Is $Out(F_n)$ of type $FP_\infty$?
$Out(F_n)$ acts on Outer space $X_n$ which is finite dimensional, locally finite and contractible. However the action is only proper (stabilizers of points correspond to groups of isometries of finite graphs), not free. Can this somehow be turned into $FP_\infty$?
Yes, $Out(F_n)$ is of type $FP_\infty$.
Too see why, first, the group $Out(F_n)$ has a torsion free subgroup of finite index (a theorem of Serre), namely $$IA_n(\mathbb{Z}/3\mathbb{Z}) = \text{kernel} \bigl( Out(F_n) \to SL(n,\mathbb{Z}/3\mathbb{Z})\bigr) $$
Second, $FP_\infty$ is invariant under passage to subgroups of finite index. So it suffices to prove that $IA_n(\mathbb{Z}/3\mathbb{Z})$ is $FP_\infty$.
Third, $Out(F_n)$ acts properly discontinuously on a contractible simplicial complex with finitely many orbits of cells and finite cell stabilizers, namely $K_n =$ the spine of outer space $X_n$ (see Vogtmann's survey).

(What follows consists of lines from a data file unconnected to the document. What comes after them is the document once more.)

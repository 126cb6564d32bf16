//! Transient user-visible messages.
//!
//! Every store action has a fixed notice; notices expire after a fixed
//! interval and are dropped from the queue once expired.

use chrono::{DateTime, Duration, Utc};
use serde::{Deserialize, Serialize};
use std::collections::VecDeque;
use std::fmt;

/// Severity of a notice
#[derive(Debug, Clone, Copy, PartialEq, Eq, Serialize, Deserialize)]
#[serde(rename_all = "lowercase")]
pub enum Severity {
    Success,
    Info,
    Error,
}

impl fmt::Display for Severity {
    fn fmt(&self, f: &mut fmt::Formatter<'_>) -> fmt::Result {
        match self {
            Self::Success => write!(f, "success"),
            Self::Info => write!(f, "info"),
            Self::Error => write!(f, "error"),
        }
    }
}

/// A completed store action that is reported back to the user
#[derive(Debug, Clone, Copy, PartialEq, Eq)]
pub enum Action {
    BoardCreated,
    BoardDeleted,
    BoardStarred,
    TaskAdded,
    TaskUpdated,
    TaskDeleted,
    TaskStatusChanged,
    TaskStarred,
}

impl Action {
    pub fn severity(self) -> Severity {
        match self {
            Self::BoardCreated | Self::TaskAdded | Self::TaskUpdated => Severity::Success,
            _ => Severity::Info,
        }
    }

    pub fn message(self) -> &'static str {
        match self {
            Self::BoardCreated => "Board created successfully",
            Self::BoardDeleted => "Board deleted successfully",
            Self::BoardStarred => "Board starred",
            Self::TaskAdded => "Task added successfully",
            Self::TaskUpdated => "Task updated successfully",
            Self::TaskDeleted => "Task deleted successfully",
            Self::TaskStatusChanged => "Task status updated",
            Self::TaskStarred => "Task starred",
        }
    }
}

/// A single notice
#[derive(Debug, Clone, Serialize, Deserialize)]
pub struct Notice {
    pub severity: Severity,
    pub message: String,
    pub issued_at: DateTime<Utc>,
}

impl Notice {
    pub const SAVE_FAILED: &'static str = "Failed to save data";
    pub const EMPTY_BOARD_NAME: &'static str = "Board name cannot be empty";
    pub const EMPTY_TASK_TEXT: &'static str = "Task description cannot be empty";

    pub fn new(severity: Severity, message: impl Into<String>) -> Self {
        Self {
            severity,
            message: message.into(),
            issued_at: Utc::now(),
        }
    }

    pub fn for_action(action: Action) -> Self {
        Self::new(action.severity(), action.message())
    }

    /// Returns true once `ttl` has elapsed since the notice was issued
    pub fn is_expired(&self, now: DateTime<Utc>, ttl: Duration) -> bool {
        now - self.issued_at >= ttl
    }
}

impl fmt::Display for Notice {
    fn fmt(&self, f: &mut fmt::Formatter<'_>) -> fmt::Result {
        write!(f, "[{}] {}", self.severity, self.message)
    }
}

/// Queue of live notices with a shared auto-dismiss interval
#[derive(Debug, Clone)]
pub struct Notices {
    ttl: Duration,
    items: VecDeque<Notice>,
}

impl Notices {
    pub const DEFAULT_TTL_SECS: i64 = 3;

    pub fn new(ttl: Duration) -> Self {
        Self {
            ttl,
            items: VecDeque::new(),
        }
    }

    pub fn push(&mut self, notice: Notice) {
        self.items.push_back(notice);
    }

    /// Drops expired notices and returns the ones still showing
    pub fn active(&mut self, now: DateTime<Utc>) -> impl Iterator<Item = &Notice> {
        let ttl = self.ttl;
        self.items.retain(|n| !n.is_expired(now, ttl));
        self.items.iter()
    }

    pub fn len(&self) -> usize {
        self.items.len()
    }

    pub fn is_empty(&self) -> bool {
        self.items.is_empty()
    }
}

impl Default for Notices {
    fn default() -> Self {
        Self::new(Duration::seconds(Self::DEFAULT_TTL_SECS))
    }
}

#[cfg(test)]
mod tests {
    use super::*;

    #[test]
    fn test_action_messages() {
        let notice = Notice::for_action(Action::BoardCreated);
        assert_eq!(notice.severity, Severity::Success);
        assert_eq!(notice.message, "Board created successfully");

        let notice = Notice::for_action(Action::TaskStatusChanged);
        assert_eq!(notice.severity, Severity::Info);
        assert_eq!(notice.message, "Task status updated");
    }

    #[test]
    fn test_notice_expiry() {
        let notice = Notice::new(Severity::Info, "hello");
        let ttl = Duration::seconds(3);

        assert!(!notice.is_expired(notice.issued_at, ttl));
        assert!(!notice.is_expired(notice.issued_at + Duration::seconds(2), ttl));
        assert!(notice.is_expired(notice.issued_at + Duration::seconds(3), ttl));
    }

    #[test]
    fn test_queue_drops_expired() {
        let mut notices = Notices::default();
        let first = Notice::for_action(Action::TaskAdded);
        let issued = first.issued_at;
        notices.push(first);

        let mut late = Notice::for_action(Action::TaskDeleted);
        late.issued_at = issued + Duration::seconds(2);
        notices.push(late);

        let showing: Vec<_> = notices
            .active(issued + Duration::seconds(4))
            .map(|n| n.message.clone())
            .collect();
        assert_eq!(showing, vec!["Task deleted successfully".to_string()]);
        assert_eq!(notices.len(), 1);
    }

    #[test]
    fn test_display() {
        let notice = Notice::new(Severity::Error, Notice::SAVE_FAILED);
        assert_eq!(notice.to_string(), "[error] Failed to save data");
    }
}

Finally, the restricted action of $IA_n(\mathbb{Z}/3\mathbb{Z})$ on $K_n$ is not only properly discontinuous, and not only has finitely many orbits of cells, but its cell stabilizers are trivial (because it is torsion free and is the restriction of a properly discontinuous action with finite cell stabilizers). The action of $IA_n(\mathbb{Z}/3\mathbb{Z})$ on $K_n$ is therefore free. This is enough to conclude that $IA_n(\mathbb{Z}/3\mathbb{Z})$ is $FP_\infty$.